SALC IN THE NEWS

Salc : Staff Writer

The Southern Africa Litigation Centre (SALC) has submitted a shadow report on Malawi to the Committee on the Elimination of all forms of Discrimination against Women (the Committee).

Between 26 October and 20 November 2015, the Committee will review Malawi’s adherence to the commitments it made when it acceded to the Convention for the Elimination of all forms of Discrimination against Women (the Convention).  The Convention is an international treaty which 188 states have committed to abide by. By being a party to the treaty, such states agree that women have the right to the same opportunities and treatment as men and that any actions which unfairly discriminate against women are a violation of human rights. They agree that it is their responsibility to ensure authorities, institutions and systems in their country do not unfairly discriminate against women. In order to ensure accountability, the states further agree to submit periodic reports to the Committee. Malawi submitted its first report in 1988 and this year its 7th periodic report will be reviewed.

Prior to reviewing the state report, the Committee meets to decide on the list of issues to be raised with the government. In the run-up to this meeting, SALC has prepared a shadow report.
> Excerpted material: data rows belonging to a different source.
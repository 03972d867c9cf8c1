// ── Medal of Honor via mohaaservers.tk ──
//
// The community principal speaks a GameSpy dialect gslist cannot handle,
// but it also publishes plain text lists. Those only carry the game port,
// which MOH servers also answer Quake3-style status queries on.

use std::time::Duration;

use serverlist_api::http::MohaaServersClient;
use serverlist_api::principal::quake3::{self, StatusDialect};
use strum::{AsRefStr, Display, EnumIter, EnumString, IntoStaticStr, VariantNames};
use tracing::{debug, info, warn};

use super::{FETCH_ATTEMPTS, checked_address, classic_server, retry};
use crate::error::CoreError;
use crate::model::ClassicServer;
use crate::source::{ProbeOutcome, Source};

pub const PRINCIPAL: &str = "mohaaservers.tk";

#[derive(
    Debug, Clone, Copy, PartialEq, Eq, Hash, Display, EnumString, EnumIter, AsRefStr, IntoStaticStr, VariantNames,
)]
#[strum(serialize_all = "lowercase")]
pub enum MedalOfHonorGame {
    Mohaa,
    Mohbt,
    Mohpa,
    Mohsh,
}

impl MedalOfHonorGame {
    /// List key: the game name without its `moh` prefix.
    pub fn list_key(self) -> &'static str {
        let name: &'static str = self.into();
        name.strip_prefix("moh").unwrap_or(name)
    }
}

pub struct MedalOfHonorSource {
    client: MohaaServersClient,
    game: MedalOfHonorGame,
    timeout: Duration,
}

impl MedalOfHonorSource {
    pub fn new(client: MohaaServersClient, game: MedalOfHonorGame, timeout: Duration) -> Self {
        Self { client, game, timeout }
    }
}

/// Parse `ip:port` lines. Blank lines are skipped silently, anything else
/// unusable with a warning.
pub fn parse_list(raw: &str) -> Vec<ClassicServer> {
    raw.lines()
        .map(str::trim)
        .filter(|line| !line.is_empty())
        .filter_map(|line| {
            let Some((ip, port)) = line.split_once(':') else {
                warn!(line, "principal returned malformed server list entry, skipping it");
                return None;
            };
            let Ok(port) = port.parse::<i64>() else {
                warn!(line, "principal returned malformed server list entry, skipping it");
                return None;
            };
            let (ip, port) = checked_address(ip, port)?;
            Some(classic_server(ip, port, PRINCIPAL, Vec::new()))
        })
        .collect()
}

impl Source for MedalOfHonorSource {
    type Server = ClassicServer;

    fn name(&self) -> &str {
        PRINCIPAL
    }

    async fn fetch_candidates(&self) -> Result<Vec<ClassicServer>, CoreError> {
        info!(game = %self.game, "fetching server list from {PRINCIPAL}");
        let key = self.game.list_key();
        let raw = retry(PRINCIPAL, FETCH_ATTEMPTS, |_| self.client.list(key)).await?;
        Ok(parse_list(&raw))
    }

    async fn check_existence(&self, server: &ClassicServer) -> ProbeOutcome {
        let Some(port) = server.query_port.get() else {
            return ProbeOutcome::NotFound;
        };
        match quake3::get_status(&server.ip, port, StatusDialect::MedalOfHonor, self.timeout).await {
            Ok(_) => ProbeOutcome::Found,
            Err(e) => {
                debug!(uid = %server.guid, error = %e, "failed to query server for expiration check");
                ProbeOutcome::NotFound
            }
        }
    }
}

#[cfg(test)]
#[allow(clippy::unwrap_used)]
mod tests {
    use pretty_assertions::assert_eq;
    use url::Url;
    use wiremock::matchers::{method, path};
    use wiremock::{Mock, MockServer, ResponseTemplate};

    use super::*;
    use crate::model::guid_from_ip_port;
    use serverlist_api::{HttpClient, TransportConfig};

    fn source(server: &MockServer, game: MedalOfHonorGame) -> MedalOfHonorSource {
        let http = HttpClient::new(&TransportConfig::default()).unwrap();
        let client = MohaaServersClient::new(http, Url::parse(&server.uri()).unwrap());
        MedalOfHonorSource::new(client, game, Duration::from_secs(1))
    }

    #[test]
    fn list_keys_drop_prefix() {
        assert_eq!(MedalOfHonorGame::Mohaa.list_key(), "aa");
        assert_eq!(MedalOfHonorGame::Mohsh.list_key(), "sh");
    }

    #[test]
    fn parse_skips_bad_lines() {
        let raw = "  81.169.230.12:12203  \n\n1.2.3.4\n81.169.230.13:abc\n10.0.0.1:12203\n81.169.230.14:12300\n";
        let servers = parse_list(raw);
        let addresses: Vec<_> = servers
            .iter()
            .map(|s| (s.ip.as_str(), s.query_port.get()))
            .collect();
        assert_eq!(
            addresses,
            [("81.169.230.12", Some(12203)), ("81.169.230.14", Some(12300))]
        );
        assert_eq!(servers[0].via[0].principal, PRINCIPAL);
        assert_eq!(
            servers[0].guid,
            guid_from_ip_port("81.169.230.12".parse().unwrap(), 12203)
        );
    }

    #[tokio::test]
    async fn fetch_uses_game_key() {
        let upstream = MockServer::start().await;
        Mock::given(method("GET"))
            .and(path("/servers_bt.txt"))
            .respond_with(ResponseTemplate::new(200).set_body_string("81.169.230.12:12203\n"))
            .mount(&upstream)
            .await;

        let servers = source(&upstream, MedalOfHonorGame::Mohbt)
            .fetch_candidates()
            .await
            .unwrap();
        assert_eq!(servers.len(), 1);
    }

    #[tokio::test]
    async fn fetch_exhaustion_is_fatal() {
        let upstream = MockServer::start().await;
        Mock::given(method("GET"))
            .respond_with(ResponseTemplate::new(503))
            .expect(3)
            .mount(&upstream)
            .await;

        let result = source(&upstream, MedalOfHonorGame::Mohaa).fetch_candidates().await;
        assert!(matches!(result, Err(CoreError::Exhausted { attempts: 3, .. })));
    }

    #[tokio::test]
    async fn unreachable_server_is_gone() {
        let upstream = MockServer::start().await;
        // Bound but silent, so the status query times out
        let socket = tokio::net::UdpSocket::bind("127.0.0.1:0").await.unwrap();
        let port = socket.local_addr().unwrap().port();
        let server = ClassicServer::new("g", "127.0.0.1", port, PRINCIPAL, vec![]);

        let outcome = source(&upstream, MedalOfHonorGame::Mohaa).check_existence(&server).await;
        assert_eq!(outcome, ProbeOutcome::NotFound);
        drop(socket);
    }
}
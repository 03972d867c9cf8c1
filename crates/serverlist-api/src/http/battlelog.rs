// Battlelog browse API
//
// The server browser endpoint ignores `offset`, so every call returns a
// near-random subset of all servers. Paging is driven by the caller.

use reqwest::StatusCode;
use serde::Deserialize;
use tracing::debug;
use url::Url;

use super::client::{HttpClient, Lookup, join};
use crate::error::Error;

pub const BATTLELOG_BASE_URL: &str = "https://battlelog.battlefield.com";

/// One server entry from a browse page.
#[derive(Debug, Clone, Deserialize)]
#[serde(rename_all = "camelCase")]
pub struct BattlelogServer {
    pub guid: String,
    pub name: String,
    /// Empty for private servers.
    #[serde(default)]
    pub ip: String,
    pub port: u16,
    #[serde(default)]
    pub game_id: Option<serde_json::Value>,
}

impl BattlelogServer {
    /// The numeric game id as a string, if present.
    pub fn game_id(&self) -> Option<String> {
        match self.game_id.as_ref()? {
            serde_json::Value::String(s) => Some(s.clone()),
            serde_json::Value::Number(n) => Some(n.to_string()),
            _ => None,
        }
    }
}

#[derive(Debug, Clone, Deserialize)]
pub struct BattlelogPage {
    #[serde(default)]
    pub data: Vec<BattlelogServer>,
}

#[derive(Debug, Clone, Deserialize)]
struct ShowResponse {
    message: ShowMessage,
}

#[derive(Debug, Clone, Deserialize)]
struct ShowMessage {
    #[serde(rename = "SERVER_INFO")]
    server_info: ServerInfo,
}

#[derive(Debug, Clone, Deserialize)]
struct ServerInfo {
    #[serde(default)]
    ip: String,
}

/// Typed client for the Battlelog server browser.
pub struct BattlelogClient {
    http: HttpClient,
    base_url: Url,
}

impl BattlelogClient {
    pub fn new(http: HttpClient, base_url: Url) -> Self {
        Self { http, base_url }
    }

    /// Fetch one browse page.
    ///
    /// BF3 uses the auto-browse endpoint, later titles `getServers`.
    pub async fn list_servers(
        &self,
        game: &str,
        platform: &str,
        per_page: u32,
    ) -> Result<BattlelogPage, Error> {
        let endpoint = if game == "bf3" {
            "getAutoBrowseServers"
        } else {
            "getServers"
        };
        let mut url = join(
            &self.base_url,
            &format!("{game}/servers/{endpoint}/{platform}/"),
        )?;
        url.query_pairs_mut()
            .append_pair("count", &per_page.to_string())
            .append_pair("offset", "0");
        debug!(game, platform, per_page, "fetching battlelog page");
        self.http.get_json(url).await
    }

    /// Look up a single server's detail page.
    ///
    /// `Found(true)` when the server is listed and public, `Found(false)` when
    /// it is listed without an address, `NotFound` on Battlelog's 422.
    pub async fn server_is_public(
        &self,
        game: &str,
        platform: &str,
        uid: &str,
    ) -> Result<Lookup<bool>, Error> {
        let mut url = join(
            &self.base_url,
            &format!("{game}/servers/show/{platform}/{uid}"),
        )?;
        url.query_pairs_mut().append_pair("json", "1");
        let lookup: Lookup<ShowResponse> = self
            .http
            .lookup_json(url, StatusCode::UNPROCESSABLE_ENTITY)
            .await?;
        Ok(match lookup {
            Lookup::Found(resp) => Lookup::Found(!resp.message.server_info.ip.is_empty()),
            Lookup::NotFound => Lookup::NotFound,
        })
    }
}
Shadow reports are prepared by civil society organisations to highlight concerns that may not be covered – or adequately covered – by the state in the state report.

SALC’s report highlights concerns regarding the compulsory HIV testing of women by police in the country and the public disclosure of their HIV status in court.  This is a concern the Committee has raised with Malawi in its previous review.[1] SALC has been involved in the case of S v. Mwanza police[2] challenging the constitutionality of the HIV testing. No decision has yet been taken by the court in this case.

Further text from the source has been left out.